(SOURCE INFORMATION begins)

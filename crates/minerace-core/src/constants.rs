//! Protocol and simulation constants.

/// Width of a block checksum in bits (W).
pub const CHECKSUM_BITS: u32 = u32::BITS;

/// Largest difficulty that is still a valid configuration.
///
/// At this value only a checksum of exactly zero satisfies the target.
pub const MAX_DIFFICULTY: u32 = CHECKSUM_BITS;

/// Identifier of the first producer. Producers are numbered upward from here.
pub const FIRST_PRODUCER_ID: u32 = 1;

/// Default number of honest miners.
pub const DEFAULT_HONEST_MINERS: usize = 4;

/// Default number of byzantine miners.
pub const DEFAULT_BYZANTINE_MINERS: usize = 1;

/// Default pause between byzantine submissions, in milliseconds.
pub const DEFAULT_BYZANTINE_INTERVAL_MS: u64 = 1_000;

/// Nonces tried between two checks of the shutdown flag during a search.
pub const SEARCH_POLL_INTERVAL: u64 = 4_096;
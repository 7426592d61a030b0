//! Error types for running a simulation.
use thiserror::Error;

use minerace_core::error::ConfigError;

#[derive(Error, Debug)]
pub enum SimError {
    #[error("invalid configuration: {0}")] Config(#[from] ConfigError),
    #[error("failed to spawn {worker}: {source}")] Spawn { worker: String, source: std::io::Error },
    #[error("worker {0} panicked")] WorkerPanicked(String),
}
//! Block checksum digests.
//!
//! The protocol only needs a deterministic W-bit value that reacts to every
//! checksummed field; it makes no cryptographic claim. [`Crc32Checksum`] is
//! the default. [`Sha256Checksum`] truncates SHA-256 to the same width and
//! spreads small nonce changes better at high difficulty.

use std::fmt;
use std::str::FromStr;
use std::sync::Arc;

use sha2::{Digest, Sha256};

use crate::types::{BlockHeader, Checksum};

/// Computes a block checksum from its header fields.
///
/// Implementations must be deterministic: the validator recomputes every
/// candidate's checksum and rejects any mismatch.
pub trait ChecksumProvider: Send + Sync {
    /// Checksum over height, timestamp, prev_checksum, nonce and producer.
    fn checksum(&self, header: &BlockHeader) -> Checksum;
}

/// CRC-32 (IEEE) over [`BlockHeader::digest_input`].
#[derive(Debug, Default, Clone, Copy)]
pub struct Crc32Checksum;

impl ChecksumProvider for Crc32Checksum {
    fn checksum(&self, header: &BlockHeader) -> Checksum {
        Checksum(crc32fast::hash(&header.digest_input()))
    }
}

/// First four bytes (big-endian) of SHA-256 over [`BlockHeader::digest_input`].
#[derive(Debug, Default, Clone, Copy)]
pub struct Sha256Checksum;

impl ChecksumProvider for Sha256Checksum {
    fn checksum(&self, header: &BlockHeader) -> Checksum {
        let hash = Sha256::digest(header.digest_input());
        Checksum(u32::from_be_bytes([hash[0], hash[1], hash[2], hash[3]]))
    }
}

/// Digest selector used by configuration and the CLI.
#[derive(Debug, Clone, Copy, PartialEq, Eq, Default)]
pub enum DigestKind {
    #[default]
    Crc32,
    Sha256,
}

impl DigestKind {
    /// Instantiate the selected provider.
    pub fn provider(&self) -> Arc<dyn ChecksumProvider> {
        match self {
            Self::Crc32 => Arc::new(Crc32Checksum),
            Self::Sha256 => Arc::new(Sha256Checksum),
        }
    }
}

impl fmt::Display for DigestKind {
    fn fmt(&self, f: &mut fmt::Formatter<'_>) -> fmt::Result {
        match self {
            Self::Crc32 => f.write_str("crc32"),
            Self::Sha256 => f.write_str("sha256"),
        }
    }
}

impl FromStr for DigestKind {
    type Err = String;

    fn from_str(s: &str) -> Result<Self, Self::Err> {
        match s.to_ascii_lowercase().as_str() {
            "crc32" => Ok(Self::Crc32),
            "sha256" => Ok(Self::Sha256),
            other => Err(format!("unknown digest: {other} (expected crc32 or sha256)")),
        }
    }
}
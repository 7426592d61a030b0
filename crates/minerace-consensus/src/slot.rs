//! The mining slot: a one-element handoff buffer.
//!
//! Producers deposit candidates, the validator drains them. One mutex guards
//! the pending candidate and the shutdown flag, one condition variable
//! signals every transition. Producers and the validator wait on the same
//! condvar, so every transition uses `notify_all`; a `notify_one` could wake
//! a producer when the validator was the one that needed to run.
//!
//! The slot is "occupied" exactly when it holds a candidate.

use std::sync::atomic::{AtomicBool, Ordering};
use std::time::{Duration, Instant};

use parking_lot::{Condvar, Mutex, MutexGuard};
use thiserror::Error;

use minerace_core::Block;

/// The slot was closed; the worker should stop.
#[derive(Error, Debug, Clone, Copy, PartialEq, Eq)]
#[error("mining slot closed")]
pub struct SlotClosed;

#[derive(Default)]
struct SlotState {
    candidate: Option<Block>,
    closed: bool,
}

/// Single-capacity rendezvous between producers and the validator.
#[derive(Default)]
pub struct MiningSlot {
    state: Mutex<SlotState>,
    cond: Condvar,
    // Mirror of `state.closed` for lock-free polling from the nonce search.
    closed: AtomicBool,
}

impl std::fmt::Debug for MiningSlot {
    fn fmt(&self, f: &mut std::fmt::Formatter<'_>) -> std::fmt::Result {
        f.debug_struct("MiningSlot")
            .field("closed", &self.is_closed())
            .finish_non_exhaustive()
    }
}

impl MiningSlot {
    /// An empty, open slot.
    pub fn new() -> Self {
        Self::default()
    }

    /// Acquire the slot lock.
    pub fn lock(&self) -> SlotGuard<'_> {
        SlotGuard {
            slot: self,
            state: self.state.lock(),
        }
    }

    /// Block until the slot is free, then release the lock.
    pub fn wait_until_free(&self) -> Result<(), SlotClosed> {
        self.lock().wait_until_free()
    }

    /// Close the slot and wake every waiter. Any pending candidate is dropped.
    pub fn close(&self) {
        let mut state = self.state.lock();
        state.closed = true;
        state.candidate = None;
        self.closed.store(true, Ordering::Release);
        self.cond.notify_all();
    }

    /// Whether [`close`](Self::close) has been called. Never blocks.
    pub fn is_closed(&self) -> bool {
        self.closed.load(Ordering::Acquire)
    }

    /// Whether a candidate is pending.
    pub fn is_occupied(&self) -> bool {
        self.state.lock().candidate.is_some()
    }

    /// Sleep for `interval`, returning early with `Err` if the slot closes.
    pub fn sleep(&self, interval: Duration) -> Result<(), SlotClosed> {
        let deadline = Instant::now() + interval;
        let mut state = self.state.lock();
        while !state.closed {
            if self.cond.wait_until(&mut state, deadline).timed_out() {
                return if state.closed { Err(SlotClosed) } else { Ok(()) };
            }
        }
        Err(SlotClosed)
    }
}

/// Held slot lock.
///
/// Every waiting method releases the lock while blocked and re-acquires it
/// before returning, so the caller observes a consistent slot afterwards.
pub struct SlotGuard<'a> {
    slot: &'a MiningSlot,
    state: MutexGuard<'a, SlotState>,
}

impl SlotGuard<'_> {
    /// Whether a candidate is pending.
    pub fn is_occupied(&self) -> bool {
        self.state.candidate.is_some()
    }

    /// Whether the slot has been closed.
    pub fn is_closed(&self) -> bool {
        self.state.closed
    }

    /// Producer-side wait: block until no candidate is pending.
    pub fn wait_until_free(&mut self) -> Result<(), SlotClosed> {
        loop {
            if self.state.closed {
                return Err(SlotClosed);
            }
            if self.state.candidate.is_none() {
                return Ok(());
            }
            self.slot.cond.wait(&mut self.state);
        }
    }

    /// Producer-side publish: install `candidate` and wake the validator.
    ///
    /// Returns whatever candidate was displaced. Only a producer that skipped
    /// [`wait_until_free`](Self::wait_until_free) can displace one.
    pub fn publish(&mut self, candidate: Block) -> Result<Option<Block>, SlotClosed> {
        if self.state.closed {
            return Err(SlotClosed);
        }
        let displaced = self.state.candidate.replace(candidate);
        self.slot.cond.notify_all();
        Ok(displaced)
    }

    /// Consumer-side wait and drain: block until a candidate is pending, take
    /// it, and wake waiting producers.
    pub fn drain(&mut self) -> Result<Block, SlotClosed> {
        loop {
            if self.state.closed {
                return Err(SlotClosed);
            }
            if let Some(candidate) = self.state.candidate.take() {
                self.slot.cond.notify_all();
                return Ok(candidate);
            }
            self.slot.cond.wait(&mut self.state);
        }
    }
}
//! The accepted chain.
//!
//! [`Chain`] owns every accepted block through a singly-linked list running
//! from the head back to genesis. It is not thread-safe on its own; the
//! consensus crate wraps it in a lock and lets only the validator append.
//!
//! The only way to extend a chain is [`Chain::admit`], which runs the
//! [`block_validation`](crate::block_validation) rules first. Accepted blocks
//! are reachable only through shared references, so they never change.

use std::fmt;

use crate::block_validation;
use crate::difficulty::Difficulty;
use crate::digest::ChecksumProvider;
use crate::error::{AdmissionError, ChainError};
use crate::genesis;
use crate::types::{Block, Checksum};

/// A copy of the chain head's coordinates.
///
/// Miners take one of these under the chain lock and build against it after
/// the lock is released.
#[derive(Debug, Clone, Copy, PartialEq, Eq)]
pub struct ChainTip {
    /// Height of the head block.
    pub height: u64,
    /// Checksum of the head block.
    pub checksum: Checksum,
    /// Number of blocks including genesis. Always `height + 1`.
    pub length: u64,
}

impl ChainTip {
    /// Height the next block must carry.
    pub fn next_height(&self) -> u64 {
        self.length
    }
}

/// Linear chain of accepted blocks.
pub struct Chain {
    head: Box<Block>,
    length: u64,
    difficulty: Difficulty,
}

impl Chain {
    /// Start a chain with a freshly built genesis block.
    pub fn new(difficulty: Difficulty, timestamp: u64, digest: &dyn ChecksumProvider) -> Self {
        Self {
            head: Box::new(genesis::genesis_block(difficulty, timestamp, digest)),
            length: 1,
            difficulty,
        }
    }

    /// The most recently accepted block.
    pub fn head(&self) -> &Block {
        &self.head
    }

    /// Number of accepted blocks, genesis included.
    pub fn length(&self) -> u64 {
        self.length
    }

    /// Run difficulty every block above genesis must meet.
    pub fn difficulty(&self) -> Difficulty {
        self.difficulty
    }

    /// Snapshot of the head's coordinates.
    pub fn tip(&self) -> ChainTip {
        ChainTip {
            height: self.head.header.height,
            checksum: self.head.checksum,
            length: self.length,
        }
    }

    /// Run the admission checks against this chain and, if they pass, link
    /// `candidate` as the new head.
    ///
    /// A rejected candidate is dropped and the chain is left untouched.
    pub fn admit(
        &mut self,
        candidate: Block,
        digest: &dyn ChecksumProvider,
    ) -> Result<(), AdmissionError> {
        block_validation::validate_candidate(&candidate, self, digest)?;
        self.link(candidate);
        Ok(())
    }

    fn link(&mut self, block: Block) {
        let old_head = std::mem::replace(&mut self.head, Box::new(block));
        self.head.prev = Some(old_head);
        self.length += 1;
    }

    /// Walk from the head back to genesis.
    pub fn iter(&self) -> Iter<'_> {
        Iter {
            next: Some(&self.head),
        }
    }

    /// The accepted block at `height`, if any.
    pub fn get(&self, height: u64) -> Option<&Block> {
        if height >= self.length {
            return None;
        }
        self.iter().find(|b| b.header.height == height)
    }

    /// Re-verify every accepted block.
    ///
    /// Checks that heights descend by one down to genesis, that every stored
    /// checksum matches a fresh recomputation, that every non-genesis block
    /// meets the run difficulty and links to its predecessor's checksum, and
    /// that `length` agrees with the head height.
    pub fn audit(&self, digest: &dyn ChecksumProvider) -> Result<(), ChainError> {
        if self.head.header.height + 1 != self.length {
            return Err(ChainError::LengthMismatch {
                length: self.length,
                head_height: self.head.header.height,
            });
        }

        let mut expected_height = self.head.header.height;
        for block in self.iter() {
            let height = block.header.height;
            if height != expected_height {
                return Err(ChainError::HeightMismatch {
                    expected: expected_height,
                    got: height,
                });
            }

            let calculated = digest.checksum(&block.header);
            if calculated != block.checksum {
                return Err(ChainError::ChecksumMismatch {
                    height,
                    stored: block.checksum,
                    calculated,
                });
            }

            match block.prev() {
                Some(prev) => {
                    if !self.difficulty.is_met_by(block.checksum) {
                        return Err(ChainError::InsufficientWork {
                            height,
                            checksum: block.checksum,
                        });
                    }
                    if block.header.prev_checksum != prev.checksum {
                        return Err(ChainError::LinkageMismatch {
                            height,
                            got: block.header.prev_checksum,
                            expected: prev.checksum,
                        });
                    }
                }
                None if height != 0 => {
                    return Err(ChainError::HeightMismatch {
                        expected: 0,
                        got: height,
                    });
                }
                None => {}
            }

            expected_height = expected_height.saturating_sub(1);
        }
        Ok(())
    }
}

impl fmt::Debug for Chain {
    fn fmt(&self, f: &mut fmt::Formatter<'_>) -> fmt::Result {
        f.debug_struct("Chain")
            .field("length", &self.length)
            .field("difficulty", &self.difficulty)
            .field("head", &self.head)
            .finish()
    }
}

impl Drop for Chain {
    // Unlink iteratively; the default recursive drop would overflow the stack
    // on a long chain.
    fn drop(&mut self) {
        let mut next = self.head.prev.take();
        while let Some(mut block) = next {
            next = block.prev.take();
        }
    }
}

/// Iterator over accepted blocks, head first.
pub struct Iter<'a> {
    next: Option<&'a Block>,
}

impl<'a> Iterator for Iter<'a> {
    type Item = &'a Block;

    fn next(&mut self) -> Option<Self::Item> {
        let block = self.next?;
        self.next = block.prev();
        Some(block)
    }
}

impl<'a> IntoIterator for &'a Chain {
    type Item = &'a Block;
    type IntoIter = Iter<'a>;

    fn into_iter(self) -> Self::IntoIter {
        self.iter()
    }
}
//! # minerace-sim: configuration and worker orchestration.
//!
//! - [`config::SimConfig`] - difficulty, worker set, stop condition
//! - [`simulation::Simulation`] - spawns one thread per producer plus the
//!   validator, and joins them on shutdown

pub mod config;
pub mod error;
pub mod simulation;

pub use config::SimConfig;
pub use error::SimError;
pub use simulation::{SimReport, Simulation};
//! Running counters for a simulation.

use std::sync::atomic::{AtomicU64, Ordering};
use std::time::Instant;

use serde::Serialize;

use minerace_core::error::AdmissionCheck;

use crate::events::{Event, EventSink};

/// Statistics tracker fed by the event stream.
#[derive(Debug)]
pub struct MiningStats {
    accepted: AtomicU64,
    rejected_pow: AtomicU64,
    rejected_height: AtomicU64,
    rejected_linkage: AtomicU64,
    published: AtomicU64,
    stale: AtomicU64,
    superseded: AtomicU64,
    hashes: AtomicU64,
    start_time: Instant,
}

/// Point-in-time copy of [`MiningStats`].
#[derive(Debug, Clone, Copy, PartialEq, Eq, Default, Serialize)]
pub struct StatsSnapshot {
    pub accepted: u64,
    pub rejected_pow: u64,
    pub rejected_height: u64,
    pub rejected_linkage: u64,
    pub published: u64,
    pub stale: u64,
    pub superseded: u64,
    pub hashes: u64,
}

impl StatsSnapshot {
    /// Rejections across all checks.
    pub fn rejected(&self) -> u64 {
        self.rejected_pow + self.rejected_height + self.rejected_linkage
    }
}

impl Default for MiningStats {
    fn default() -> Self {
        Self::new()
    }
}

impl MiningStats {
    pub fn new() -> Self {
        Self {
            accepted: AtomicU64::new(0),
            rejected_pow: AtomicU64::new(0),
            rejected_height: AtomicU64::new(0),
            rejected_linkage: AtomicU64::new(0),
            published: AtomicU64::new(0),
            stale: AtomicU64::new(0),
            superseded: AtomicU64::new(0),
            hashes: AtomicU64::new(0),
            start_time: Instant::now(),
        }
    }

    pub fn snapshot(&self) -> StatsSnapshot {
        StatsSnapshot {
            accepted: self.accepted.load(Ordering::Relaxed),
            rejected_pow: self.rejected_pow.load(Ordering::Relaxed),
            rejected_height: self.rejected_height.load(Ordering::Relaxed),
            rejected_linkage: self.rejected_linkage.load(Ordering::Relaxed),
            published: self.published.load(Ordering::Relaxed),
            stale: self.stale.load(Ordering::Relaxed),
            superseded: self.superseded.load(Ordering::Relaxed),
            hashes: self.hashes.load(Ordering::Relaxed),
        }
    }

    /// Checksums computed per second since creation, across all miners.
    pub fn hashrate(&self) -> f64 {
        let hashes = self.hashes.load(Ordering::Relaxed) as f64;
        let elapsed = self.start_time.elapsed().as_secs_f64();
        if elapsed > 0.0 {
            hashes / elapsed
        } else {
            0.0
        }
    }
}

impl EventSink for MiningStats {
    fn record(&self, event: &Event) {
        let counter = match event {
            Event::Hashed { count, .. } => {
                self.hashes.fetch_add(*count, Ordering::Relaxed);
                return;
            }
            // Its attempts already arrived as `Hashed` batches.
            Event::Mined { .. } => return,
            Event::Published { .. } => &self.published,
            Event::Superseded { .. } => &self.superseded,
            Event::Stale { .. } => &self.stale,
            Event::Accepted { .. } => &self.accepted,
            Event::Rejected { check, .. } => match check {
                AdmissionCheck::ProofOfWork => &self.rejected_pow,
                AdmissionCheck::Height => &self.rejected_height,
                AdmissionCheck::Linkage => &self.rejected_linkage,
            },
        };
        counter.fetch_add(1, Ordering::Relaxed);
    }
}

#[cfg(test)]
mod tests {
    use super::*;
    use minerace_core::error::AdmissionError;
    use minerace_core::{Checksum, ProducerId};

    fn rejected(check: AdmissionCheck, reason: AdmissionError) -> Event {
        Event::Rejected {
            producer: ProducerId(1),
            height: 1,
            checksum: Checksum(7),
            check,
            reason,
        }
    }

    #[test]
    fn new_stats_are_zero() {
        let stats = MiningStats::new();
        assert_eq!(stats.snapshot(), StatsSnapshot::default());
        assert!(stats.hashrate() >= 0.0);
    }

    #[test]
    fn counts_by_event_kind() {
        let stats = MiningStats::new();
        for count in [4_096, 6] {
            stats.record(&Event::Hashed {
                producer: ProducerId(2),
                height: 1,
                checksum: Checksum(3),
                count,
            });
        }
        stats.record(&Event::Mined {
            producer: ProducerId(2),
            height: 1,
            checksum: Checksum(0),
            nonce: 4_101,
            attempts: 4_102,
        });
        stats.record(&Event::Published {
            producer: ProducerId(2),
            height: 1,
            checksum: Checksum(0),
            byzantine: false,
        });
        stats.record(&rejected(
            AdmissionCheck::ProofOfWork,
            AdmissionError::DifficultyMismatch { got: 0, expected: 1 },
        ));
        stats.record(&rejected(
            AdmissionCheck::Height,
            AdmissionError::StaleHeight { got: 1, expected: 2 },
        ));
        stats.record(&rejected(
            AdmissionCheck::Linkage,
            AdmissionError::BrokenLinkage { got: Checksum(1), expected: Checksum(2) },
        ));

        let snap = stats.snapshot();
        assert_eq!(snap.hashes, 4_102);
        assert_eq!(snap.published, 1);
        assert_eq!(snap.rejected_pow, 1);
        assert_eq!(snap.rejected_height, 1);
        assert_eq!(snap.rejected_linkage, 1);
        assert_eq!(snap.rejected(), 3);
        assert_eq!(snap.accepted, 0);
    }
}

(SOURCE INFORMATION ends)

> _DIRECTIONS_: In the answer, the lines from the first line of the data above through the line containing "pub trait ChecksumProvider: Send" must appear exactly as written, with nothing else.

> _TASK RESPONSE_:
filename crates/minerace-core/src/constants.rs
//! Protocol and simulation constants.

/// Width of a block checksum in bits (W).
pub const CHECKSUM_BITS: u32 = u32::BITS;

/// Largest difficulty that is still a valid configuration.
///
/// At this value only a checksum of exactly zero satisfies the target.
pub const MAX_DIFFICULTY: u32 = CHECKSUM_BITS;

/// Identifier of the first producer. Producers are numbered upward from here.
pub const FIRST_PRODUCER_ID: u32 = 1;

/// Default number of honest miners.
pub const DEFAULT_HONEST_MINERS: usize = 4;

/// Default number of byzantine miners.
pub const DEFAULT_BYZANTINE_MINERS: usize = 1;

/// Default pause between byzantine submissions, in milliseconds.
pub const DEFAULT_BYZANTINE_INTERVAL_MS: u64 = 1_000;

/// Nonces tried between two checks of the shutdown flag during a search.
pub const SEARCH_POLL_INTERVAL: u64 = 4_096;
repository 7426592d61a030b0
//! Error types for running a simulation.
use thiserror::Error;

use minerace_core::error::ConfigError;

#[derive(Error, Debug)]
pub enum SimError {
    #[error("invalid configuration: {0}")] Config(#[from] ConfigError),
    #[error("failed to spawn {worker}: {source}")] Spawn { worker: String, source: std::io::Error },
    #[error("worker {0} panicked")] WorkerPanicked(String),
}
//! Block checksum digests.
//!
//! The protocol only needs a deterministic W-bit value that reacts to every
//! checksummed field; it makes no cryptographic claim. [`Crc32Checksum`] is
//! the default. [`Sha256Checksum`] truncates SHA-256 to the same width and
//! spreads small nonce changes better at high difficulty.

use std::fmt;
use std::str::FromStr;
use std::sync::Arc;

use sha2::{Digest, Sha256};

use crate::types::{BlockHeader, Checksum};

/// Computes a block checksum from its header fields.
///
/// Implementations must be deterministic: the validator recomputes every
/// candidate's checksum and rejects any mismatch.
pub trait ChecksumProvider: Send + Sync {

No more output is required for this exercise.